B. Enjoyment of economic, social and cultural rights .................................................................. 12

III. The plight of Eritrean asylum seekers and refugees ........................................................................ 14

IV. Accountability and justice ................................................................................................................ 16

V. Reflections and conclusions ............................................................................................................. 16

VI. Recommendations ........................................................................................................................... 17

I. Introduction

1. In her report to the Human Rights Council pursuant to Council resolution 35/35 the

Special Rapporteur on the situation of human rights in Eritrea highlights key developments

relating to human rights in Eritrea since June 2017. In this fifth and last report to the Council

by the current mandate holder, she also reflects on the six years during which she served in

this capacity.

2. In the report the Special Rapporteur considers the implementation of the

recommendations of the commission of inquiry on human rights in Eritrea, which found in

its final report to the Council in 2016 (A/HRC/32/47) that there were reasonable grounds to

believe Eritrean authorities had committed and continued to commit crimes against humanity

in the country. To date, there has been no accountability for continuing and past human rights

violations and crimes against humanity.

3. The Special Rapporteur thanks the Human Rights Council for the trust and confidence

placed in her by appointing her in 2012 as the first mandate holder on the situation of human

rights in Eritrea. She also thanks those Member States that invited her to engage with

members of the Eritrean diaspora in their respective countries, and other stakeholders. By

giving her access, they showed their commitment to finding durable solutions regarding the

situation of human rights in Eritrea. She also remains indebted to the Office of the United

Nations High Commissioner for Human Rights (OHCHR) for the unfailing support provided

during her tenure.

4. The Special Rapporteur sincerely thanks survivors of human rights violations, family

members, relatives and witnesses, who entrusted her with their life stories, dreams and hopes,

confident that she would use them with the utmost care and respect for their right to inherent

dignity to alert the international community about the plight of Eritreans who have suffered

human rights violations and to amplify their calls for justice. Since the beginning of her

tenure, as indicated in her first report to the Council (A/HRC/23/53), the Special Rapporteur

has striven to give a voice to Eritreans who have experienced human rights violations.

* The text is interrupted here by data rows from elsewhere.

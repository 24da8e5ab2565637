pub mod config;
pub mod habits;
pub mod schedule;
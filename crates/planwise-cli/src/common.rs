//! Argument parsing and output helpers shared by the CLI commands.

use std::io::Read;
use std::path::Path;

use chrono::{DateTime, FixedOffset, Local, NaiveDate, NaiveTime, TimeZone};
use planwise_core::{Config, Event, WorkingHours};
use serde::Serialize;

pub type CliResult<T = ()> = Result<T, Box<dyn std::error::Error>>;

/// Read a JSON array of events from a file, or from stdin when `path` is `-`.
pub fn load_events(path: &Path) -> CliResult<Vec<Event>> {
    let content = if path.as_os_str() == "-" {
        let mut buf = String::new();
        std::io::stdin().read_to_string(&mut buf)?;
        buf
    } else {
        std::fs::read_to_string(path)
            .map_err(|e| format!("cannot read events from {}: {e}", path.display()))?
    };
    let events: Vec<Event> = serde_json::from_str(&content)
        .map_err(|e| format!("invalid events file {}: {e}", path.display()))?;
    tracing::debug!(count = events.len(), path = %path.display(), "events loaded");
    Ok(events)
}

/// Offset calendar days are taken in: the first event's, else the local one.
pub fn offset_for(events: &[Event]) -> FixedOffset {
    events
        .first()
        .map(|e| *e.start.offset())
        .unwrap_or_else(|| *Local::now().offset())
}

/// Parse a `YYYY-MM-DD` date.
pub fn parse_date(value: &str) -> CliResult<NaiveDate> {
    NaiveDate::parse_from_str(value, "%Y-%m-%d")
        .map_err(|_| format!("invalid date '{value}', expected YYYY-MM-DD").into())
}

/// Midnight at the start of `date` in `offset`.
pub fn start_of_day(date: NaiveDate, offset: FixedOffset) -> CliResult<DateTime<FixedOffset>> {
    offset
        .from_local_datetime(&date.and_time(NaiveTime::MIN))
        .single()
        .ok_or_else(|| format!("no local midnight on {date}").into())
}

/// Parse an RFC 3339 instant, or a bare date meaning its midnight in `offset`.
pub fn parse_instant(value: &str, offset: FixedOffset) -> CliResult<DateTime<FixedOffset>> {
    if let Ok(at) = DateTime::parse_from_rfc3339(value) {
        return Ok(at);
    }
    start_of_day(parse_date(value)?, offset)
}

/// Working hours from a `HH:mm-HH:mm` override, else from the config.
pub fn working_hours(override_hours: Option<&str>, config: &Config) -> CliResult<WorkingHours> {
    match override_hours {
        Some(value) => {
            let (start, end) = value
                .split_once('-')
                .ok_or_else(|| format!("invalid working hours '{value}', expected HH:mm-HH:mm"))?;
            Ok(WorkingHours::parse(start.trim(), end.trim())?)
        }
        None => Ok(config.schedule.working_hours()?),
    }
}

pub fn print_json<T: Serialize + ?Sized>(value: &T) -> CliResult {
    println!("{}", serde_json::to_string_pretty(value)?);
    Ok(())
}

5. The Special Rapporteur also thanks representatives of civil society for the invaluable

support provided throughout her tenure. Their responsiveness, analysis and advocacy have

been helpful. The side events organized by civil society on specific issues in the margins of

the sessions of the Council and the United Nations General Assembly have contributed to the

wider dissemination of information within the international community, including among

Member States.

A. Lack of access

6. The Special Rapporteur endeavoured to implement her mandate in a constructive,

independent and impartial manner. She kept open channels of communication at all times

with all stakeholders, most importantly with the Government of Eritrea. It is regrettable that

the Government did not avail itself of these opportunities for meaningful dialogue.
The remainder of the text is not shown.